Stored data
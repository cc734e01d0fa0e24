use std::env;
use std::process;

use fuzzy_satisfaction::{EngineConfig, SatisfactionInputs, SatisfactionModel};
use tracing_subscriber::{layer::SubscriberExt, util::SubscriberInitExt};

const USAGE: &str = "usage: satisfaction-score --speed <0-10> --quality <0-10> [--json]";

struct Args {
    speed: f64,
    quality: f64,
    json: bool,
}

fn main() {
    tracing_subscriber::registry()
        .with(
            tracing_subscriber::EnvFilter::try_from_default_env()
                .unwrap_or_else(|_| tracing_subscriber::EnvFilter::new("warn")),
        )
        .with(tracing_subscriber::fmt::layer().with_writer(std::io::stderr))
        .init();

    let args = parse_args(env::args().skip(1)).unwrap_or_else(|msg| {
        eprintln!("satisfaction-score: {msg}");
        eprintln!("{USAGE}");
        process::exit(2);
    });

    if let Err(err) = run(&args) {
        eprintln!("satisfaction-score: {err}");
        process::exit(1);
    }
}

fn run(args: &Args) -> Result<(), Box<dyn std::error::Error>> {
    let config = EngineConfig::load()?;
    let model = SatisfactionModel::from_config(&config)?;
    let evaluation = model.evaluate(SatisfactionInputs {
        service_speed: args.speed,
        food_quality: args.quality,
    })?;

    if args.json {
        let report = serde_json::json!({
            "service_speed": args.speed,
            "food_quality": args.quality,
            "customer_satisfaction": evaluation.output(),
            "defuzzification": config.defuzzification,
            "universe_step": config.universe_step,
            "term_activation": evaluation.term_activation(),
        });
        println!("{}", serde_json::to_string_pretty(&report)?);
    } else {
        println!("{:.4}", evaluation.output());
    }
    Ok(())
}

fn parse_args(mut args: impl Iterator<Item = String>) -> Result<Args, String> {
    let mut speed = None;
    let mut quality = None;
    let mut json = false;

    while let Some(arg) = args.next() {
        match arg.as_str() {
            "--speed" => speed = Some(parse_number("--speed", args.next())?),
            "--quality" => quality = Some(parse_number("--quality", args.next())?),
            "--json" => json = true,
            "-h" | "--help" => {
                println!("{USAGE}");
                process::exit(0);
            }
            other => return Err(format!("unexpected argument '{other}'")),
        }
    }

    Ok(Args {
        speed: speed.ok_or("missing --speed")?,
        quality: quality.ok_or("missing --quality")?,
        json,
    })
}

fn parse_number(flag: &str, value: Option<String>) -> Result<f64, String> {
    let value = value.ok_or_else(|| format!("{flag} needs a value"))?;
    value
        .parse::<f64>()
        .map_err(|e| format!("{flag}: cannot parse '{value}': {e}"))
}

**ASSIGNMENT**
Having read the entries above, restate them all word for word.

**OUTPUT BELOW**
repository cc734e01d0fa0e24
use std::env;
use std::process;

use fuzzy_satisfaction::{EngineConfig, SatisfactionInputs, SatisfactionModel};
use tracing_subscriber::{layer::SubscriberExt, util::SubscriberInitExt};

const USAGE: &str = "usage: satisfaction-score --speed <0-10> --quality <0-10> [--json]";

struct Args {
    speed: f64,
    quality: f64,
    json: bool,
}

fn main() {
    tracing_subscriber::registry()
        .with(
            tracing_subscriber::EnvFilter::try_from_default_env()
                .unwrap_or_else(|_| tracing_subscriber::EnvFilter::new("warn")),
        )
        .with(tracing_subscriber::fmt::layer().with_writer(std::io::stderr))
        .init();

    let args = parse_args(env::args().skip(1)).unwrap_or_else(|msg| {
        eprintln!("satisfaction-score: {msg}");
        eprintln!("{USAGE}");
        process::exit(2);
    });

    if let Err(err) = run(&args) {
        eprintln!("satisfaction-score: {err}");
        process::exit(1);
    }
}

fn run(args: &Args) -> Result<(), Box<dyn std::error::Error>> {
    let config = EngineConfig::load()?;
    let model = SatisfactionModel::from_config(&config)?;
    let evaluation = model.evaluate(SatisfactionInputs {
        service_speed: args.speed,
        food_quality: args.quality,
    })?;

    if args.json {
        let report = serde_json::json!({
            "service_speed": args.speed,
            "food_quality": args.quality,
            "customer_satisfaction": evaluation.output(),
            "defuzzification": config.defuzzification,
            "universe_step": config.universe_step,
            "term_activation": evaluation.term_activation(),
        });
        println!("{}", serde_json::to_string_pretty(&report)?);
    } else {
        println!("{:.4}", evaluation.output());
    }
    Ok(())
}

fn parse_args(mut args: impl Iterator<Item = String>) -> Result<Args, String> {
    let mut speed = None;
    let mut quality = None;
    let mut json = false;

    while let Some(arg) = args.next() {
        match arg.as_str() {
            "--speed" => speed = Some(parse_number("--speed", args.next())?),
            "--quality" => quality = Some(parse_number("--quality", args.next())?),
            "--json" => json = true,
            "-h" | "--help" => {
                println!("{USAGE}");
                process::exit(0);
            }
            other => return Err(format!("unexpected argument '{other}'")),
        }
    }

    Ok(Args {
        speed: speed.ok_or("missing --speed")?,
        quality: quality.ok_or("missing --quality")?,
        json,
    })
}

fn parse_number(flag: &str, value: Option<String>) -> Result<f64, String> {
    let value = value.ok_or_else(|| format!("{flag} needs a value"))?;
    value
        .parse::<f64>()
        .map_err(|e| format!("{flag}: cannot parse '{value}': {e}"))
}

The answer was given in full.